Action item.
Among the entries, which lines carry the string "table"? Copy each of them.

Records shown below:

//! Playlist page scraping
//!
//! Retrieves the playlist page and reduces it to the ordered sequence of
//! cleaned table-cell blocks the segmenter consumes. No interpretation of
//! the content happens here; this side only fetches, extracts and cleans.

mod cells;
mod clean;
mod fetch;

pub use cells::extract_cells;
pub use clean::{clean_cell, clean_cells};
pub use fetch::{fetch_page, FetchError};

use anyhow::Result;

/// Fetch a playlist page and return its cleaned `<td>` cell blocks in
/// document order.
pub fn scrape_page(url: &str) -> Result<Vec<String>> {
    let html = fetch_page(url)?;

    let raw = extract_cells(&html);
    log::info!("Extracted {} table cells from {}", raw.len(), url);

    let cleaned = clean_cells(&raw);
    log::debug!("{} cells remain after cleaning", cleaned.len());

    Ok(cleaned)
}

End of Records shown.

Expected answer.
//! cleaned table-cell blocks the segmenter consumes. No interpretation of
    log::info!("Extracted {} table cells from {}", raw.len(), url);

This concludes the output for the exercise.